Output exactly the lines that run from the top of the entries to the line holding "by non-Rust dashboards.", including both of those lines.

### Source data

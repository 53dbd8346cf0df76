//! Extraction output types.
//!
//! [`ExtractionResult`] is what the pipeline produces and what the cache
//! stores verbatim, so every type here is `Serialize + Deserialize` and
//! compares by value. JSON field names are camelCase because cache entries
//! and batch snapshots are consumed by non-Rust dashboards.

use chrono::{DateTime, Utc};
use serde::{Deserialize, Serialize};

/// Full output of one extraction.
#[derive(Debug, Clone, PartialEq, Serialize, Deserialize)]
#[serde(rename_all = "camelCase")]
pub struct ExtractionResult {
    /// Acquired document text (standard extraction or OCR transcript).
    pub text: String,
    /// Tables found in the document.
    pub tables: Vec<Table>,
    /// Embedded and filesystem-level document facts.
    pub metadata: DocumentMetadata,
    /// Entities recognised in the text and tables.
    pub entities: Vec<Entity>,
}

/// A reconstructed table.
///
/// Rows may be up to `column_tolerance` cells wider or narrower than the
/// header, but every row has at least one cell.
#[derive(Debug, Clone, PartialEq, Eq, Serialize, Deserialize)]
#[serde(rename_all = "camelCase")]
pub struct Table {
    pub title: String,
    pub headers: Vec<String>,
    pub rows: Vec<Vec<String>>,
}

impl Table {
    /// Number of header columns.
    pub fn column_count(&self) -> usize {
        self.headers.len()
    }
}

/// Where the text of a result came from.
#[derive(Debug, Clone, Copy, PartialEq, Eq, Default, Serialize, Deserialize)]
#[serde(rename_all = "snake_case")]
pub enum TextSource {
    /// The document's own text layer.
    #[default]
    Standard,
    /// An OCR transcript.
    Ocr,
}

/// Document metadata.
///
/// Never fully empty: `file_size` and the timestamps are always filled from
/// the input, and `title` falls back to the filename stem.
#[derive(Debug, Clone, PartialEq, Serialize, Deserialize)]
#[serde(rename_all = "camelCase")]
pub struct DocumentMetadata {
    pub title: Option<String>,
    pub author: Option<String>,
    pub page_count: usize,
    /// Size of the input in bytes.
    pub file_size: u64,
    pub created_at: DateTime<Utc>,
    pub modified_at: DateTime<Utc>,
    pub text_source: TextSource,
}

/// Category of a recognised entity.
#[derive(Debug, Clone, Copy, PartialEq, Eq, Hash, PartialOrd, Ord, Serialize, Deserialize)]
#[serde(rename_all = "snake_case")]
pub enum EntityKind {
    Date,
    MonetaryAmount,
    Percentage,
    Email,
}

/// A recognised entity, deduplicated by `(kind, value)`.
#[derive(Debug, Clone, PartialEq, Eq, Serialize, Deserialize)]
#[serde(rename_all = "camelCase")]
pub struct Entity {
    pub kind: EntityKind,
    pub value: String,
    /// How many times the value occurred across text and table cells.
    pub occurrences: usize,
}
//! The cached extraction façade.
//!
//! [`CachedExtractor`] puts a [`CacheStore`] in front of an
//! [`ExtractionPipeline`]. For one `(tenant, fingerprint)` key the pipeline
//! runs at most once per cache validity window: concurrent misses for the
//! same key queue on a per-key lock and re-check the cache once they hold
//! it, so only the first caller computes.
//!
//! Cache failures never cost the caller a result: a failed read counts as a
//! miss and a failed write is logged and ignored.

use crate::cache::{CacheStats, CacheStore};
use crate::config::{CacheConfig, CachedExtractOptions, DEFAULT_TTL_SECS};
use crate::error::ExtractError;
use crate::fingerprint::{fingerprint, Fingerprint, FingerprintContext};
use crate::output::ExtractionResult;
use crate::pipeline::{DocumentInput, ExtractionPipeline};
use dashmap::DashMap;
use std::sync::Arc;
use std::time::Duration;
use tokio::sync::Mutex;
use tracing::{debug, warn};

type InflightKey = (String, Fingerprint);

/// Extraction with tenant-scoped memoisation.
pub struct CachedExtractor {
    pipeline: Arc<ExtractionPipeline>,
    store: Arc<dyn CacheStore>,
    default_ttl: Duration,
    inflight: DashMap<InflightKey, Arc<Mutex<()>>>,
}

impl CachedExtractor {
    pub fn new(pipeline: Arc<ExtractionPipeline>, store: Arc<dyn CacheStore>) -> Self {
        Self {
            pipeline,
            store,
            default_ttl: Duration::from_secs(DEFAULT_TTL_SECS),
            inflight: DashMap::new(),
        }
    }

    /// Take the default TTL from `config`.
    pub fn with_cache_config(mut self, config: &CacheConfig) -> Self {
        self.default_ttl = config.default_ttl();
        self
    }

    pub fn with_default_ttl(mut self, ttl: Duration) -> Self {
        self.default_ttl = ttl;
        self
    }

    pub fn store(&self) -> &Arc<dyn CacheStore> {
        &self.store
    }

    pub fn pipeline(&self) -> &Arc<ExtractionPipeline> {
        &self.pipeline
    }

    /// Extract `input`, serving from the tenant's cache when possible.
    ///
    /// # Errors
    /// [`ExtractError::InvalidConfig`] for a blank tenant id,
    /// [`ExtractError::EmptyInput`] for an empty document, and fatal pipeline
    /// errors. Cache errors are never returned.
    pub async fn extract_cached(
        &self,
        input: &DocumentInput,
        options: &CachedExtractOptions,
    ) -> Result<ExtractionResult, ExtractError> {
        let tenant = options.tenant_id.as_str();
        require_tenant(tenant)?;
        if input.bytes.is_empty() {
            return Err(ExtractError::EmptyInput {
                filename: input.filename.clone(),
            });
        }
        let fp = fingerprint(&input.bytes, options.context.as_ref())?;

        if !options.force_refresh {
            if let Some(result) = self.lookup(&fp, tenant).await {
                self.store.record_hit(tenant);
                debug!("{}: cache hit for tenant {}", input.filename, tenant);
                return Ok(result);
            }
        }

        let lock = self.key_lock(&fp, tenant);
        let outcome = {
            let _guard = lock.lock().await;
            self.compute(input, options, &fp, tenant).await
        };
        drop(lock);
        self.release_key_lock(&fp, tenant);
        outcome
    }

    /// Drop the cached entry for `bytes` under `context` for `tenant_id`.
    ///
    /// Returns `true` iff an entry existed. A failing store reads as `false`.
    pub async fn invalidate(
        &self,
        bytes: &[u8],
        context: Option<&FingerprintContext>,
        tenant_id: &str,
    ) -> Result<bool, ExtractError> {
        require_tenant(tenant_id)?;
        let fp = fingerprint(bytes, context)?;
        match self.store.invalidate(&fp, tenant_id).await {
            Ok(removed) => Ok(removed),
            Err(e) => {
                warn!("Cache invalidation failed for tenant {}: {}", tenant_id, e);
                Ok(false)
            }
        }
    }

    /// Cache statistics for one tenant, or for the whole store.
    pub async fn stats(&self, tenant_id: Option<&str>) -> Result<CacheStats, ExtractError> {
        self.store
            .stats(tenant_id)
            .await
            .map_err(|e| ExtractError::Internal(format!("cache stats unavailable: {}", e)))
    }

    /// Work done while holding the key lock.
    async fn compute(
        &self,
        input: &DocumentInput,
        options: &CachedExtractOptions,
        fp: &Fingerprint,
        tenant: &str,
    ) -> Result<ExtractionResult, ExtractError> {
        // A caller that queued behind another computation finds its result here.
        if !options.force_refresh {
            if let Some(result) = self.lookup(fp, tenant).await {
                self.store.record_hit(tenant);
                debug!("{}: filled while waiting, tenant {}", input.filename, tenant);
                return Ok(result);
            }
        }

        self.store.record_miss(tenant);
        debug!(
            "{}: cache {} for tenant {}; running pipeline",
            input.filename,
            if options.force_refresh { "bypass" } else { "miss" },
            tenant
        );

        let result = self.pipeline.extract(input, &options.extraction).await?;

        let ttl = options
            .ttl_secs
            .map(Duration::from_secs)
            .unwrap_or(self.default_ttl);
        if let Err(e) = self.store.put(fp, tenant, &result, ttl).await {
            warn!("{}: result not cached: {}", input.filename, e);
        }
        Ok(result)
    }

    /// Cache read where any store error is a miss.
    async fn lookup(&self, fp: &Fingerprint, tenant: &str) -> Option<ExtractionResult> {
        match self.store.get(fp, tenant).await {
            Ok(entry) => entry.map(|e| e.result),
            Err(e) => {
                warn!("Cache read failed for tenant {}; treating as miss: {}", tenant, e);
                None
            }
        }
    }

    fn key_lock(&self, fp: &Fingerprint, tenant: &str) -> Arc<Mutex<()>> {
        let key = (tenant.to_string(), fp.clone());
        Arc::clone(self.inflight.entry(key).or_default().value())
    }

    /// Forget the lock for a key once no other caller holds a handle to it.
    fn release_key_lock(&self, fp: &Fingerprint, tenant: &str) {
        let key = (tenant.to_string(), fp.clone());
        self.inflight
            .remove_if(&key, |_, lock| Arc::strong_count(lock) == 1);
    }
}

fn require_tenant(tenant_id: &str) -> Result<(), ExtractError> {
    if tenant_id.trim().is_empty() {
        return Err(ExtractError::InvalidConfig("tenant id is empty".into()));
    }
    Ok(())
}

#[cfg(test)]
mod tests {
    use super::*;
    use crate::cache::MemoryCacheStore;
    use crate::error::StageError;
    use crate::pipeline::{ParsedText, TextParser};
    use async_trait::async_trait;
    use std::sync::atomic::{AtomicUsize, Ordering};

    struct CountingParser {
        calls: AtomicUsize,
    }

    #[async_trait]
    impl TextParser for CountingParser {
        fn name(&self) -> &str {
            "counting"
        }

        async fn parse_text(&self, bytes: &[u8]) -> Result<ParsedText, StageError> {
            self.calls.fetch_add(1, Ordering::SeqCst);
            Ok(ParsedText {
                text: String::from_utf8_lossy(bytes).into_owned(),
                page_count: 1,
                ..Default::default()
            })
        }
    }

    fn extractor() -> (Arc<CountingParser>, Arc<MemoryCacheStore>, CachedExtractor) {
        let parser = Arc::new(CountingParser {
            calls: AtomicUsize::new(0),
        });
        let store = Arc::new(MemoryCacheStore::new());
        let pipeline = ExtractionPipeline::builder().parser(parser.clone()).build();
        let extractor = CachedExtractor::new(Arc::new(pipeline), store.clone());
        (parser, store, extractor)
    }

    #[tokio::test]
    async fn second_call_is_a_hit() {
        let (parser, store, ex) = extractor();
        let doc = DocumentInput::from_bytes("a.pdf", b"Ledger for March".to_vec());
        let opts = CachedExtractOptions::for_tenant("acme");

        let first = ex.extract_cached(&doc, &opts).await.unwrap();
        let second = ex.extract_cached(&doc, &opts).await.unwrap();

        assert_eq!(first, second);
        assert_eq!(parser.calls.load(Ordering::SeqCst), 1);
        let stats = store.stats(Some("acme")).await.unwrap();
        assert_eq!((stats.cache_hits, stats.cache_misses), (1, 1));
    }

    #[tokio::test]
    async fn key_locks_are_released() {
        let (_parser, _store, ex) = extractor();
        let doc = DocumentInput::from_bytes("a.pdf", b"Ledger".to_vec());
        ex.extract_cached(&doc, &CachedExtractOptions::for_tenant("acme"))
            .await
            .unwrap();
        assert!(ex.inflight.is_empty());
    }

    #[tokio::test]
    async fn empty_input_names_the_file() {
        let (_parser, _store, ex) = extractor();
        let doc = DocumentInput::from_bytes("blank.pdf", Vec::new());
        let err = ex
            .extract_cached(&doc, &CachedExtractOptions::for_tenant("acme"))
            .await
            .unwrap_err();
        match err {
            ExtractError::EmptyInput { filename } => assert_eq!(filename, "blank.pdf"),
            other => panic!("unexpected error: {other:?}"),
        }
    }

    #[tokio::test]
    async fn blank_tenant_rejected_before_extraction() {
        let (parser, store, ex) = extractor();
        let doc = DocumentInput::from_bytes("a.pdf", b"Ledger".to_vec());

        for tenant in ["", "   "] {
            let err = ex
                .extract_cached(&doc, &CachedExtractOptions::for_tenant(tenant))
                .await
                .unwrap_err();
            assert!(matches!(err, ExtractError::InvalidConfig(_)), "{err:?}");
            assert!(ex.invalidate(b"Ledger", None, tenant).await.is_err());
        }

        assert_eq!(parser.calls.load(Ordering::SeqCst), 0);
        let stats = store.stats(None).await.unwrap();
        assert_eq!((stats.cache_hits, stats.cache_misses), (0, 0));
    }
}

######

■ Expected output
repository 53dbd8346cf0df76
//! Extraction output types.
//!
//! [`ExtractionResult`] is what the pipeline produces and what the cache
//! stores verbatim, so every type here is `Serialize + Deserialize` and
//! compares by value. JSON field names are camelCase because cache entries
//! and batch snapshots are consumed by non-Rust dashboards.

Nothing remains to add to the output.